Transfer ribonucleic acid guanine transglycosylase isolated from rat liver

Abstract
TRNA guanine transglycosylase (guanine insertion enzyme) was isolated from rat liver and extensively purified. The enzyme catalyzes an exchange of queuine (the base of queuosine, Q) as well as its precursors and guanine for guanine originally located in the 1st position of the anticodon of undermodified tRNATyr, tRNAHis, tRNAAsn and tRNAAsp from an Escherichia coli mutant or rat ascites hepatoma cells. This is in contrast to the previous observation that E. coli tRNA-guanine transglycosylase catalyzes the exchange of queuine precursors, such as 7-(aminoethyl)-7-deazaguanine and 7-cyano-7-deazaguanine, but not of queuine itself. The Km value for queuine of the rat liver enzyme is 9.2 .times. 10-7 M, much lower than the values for the bases of queuosine precursors or guanine.

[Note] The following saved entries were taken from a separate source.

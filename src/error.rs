//! Error types for hpcreport library.

use std::io;
use thiserror::Error;

/// Result type alias for hpcreport operations.
pub type Result<T> = std::result::Result<T, Error>;

/// Error types that can occur while building a report.
///
/// Per-section failures (missing documents, charts that cannot be captured)
/// never surface here; they are recovered into placeholder content. Only the
/// document backend and the final write are terminal.
#[derive(Error, Debug)]
pub enum Error {
    /// I/O error when reading or writing files.
    #[error("I/O error: {0}")]
    Io(#[from] io::Error),

    /// Error while producing the output document.
    #[error("Rendering error: {0}")]
    Render(String),

    /// Error reported by the PDF writer.
    #[error("PDF generation error: {0}")]
    Pdf(String),

    /// Page geometry leaves no usable area.
    #[error("Invalid page geometry: {0}")]
    InvalidGeometry(String),

    /// Generic error with message.
    #[error("{0}")]
    Other(String),
}

impl From<lopdf::Error> for Error {
    fn from(err: lopdf::Error) -> Self {
        Error::Pdf(err.to_string())
    }
}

The actual substrate for tRNA-guanine transglycosylase in queuosine biosynthesis in vivo in rat liver may not be 7-(aminomethyl)-7-deazaguanine, which is thought to be an actual substrate guanine in the E. coli system. Queuine or some queuine derivative may be the actual substrate for the tRNA-guanine transglycosylase reaction in the biosynthesis of Q in tRNA or mammalian cells. 6-Thioguanine and 8-azaguanine are also good substrates.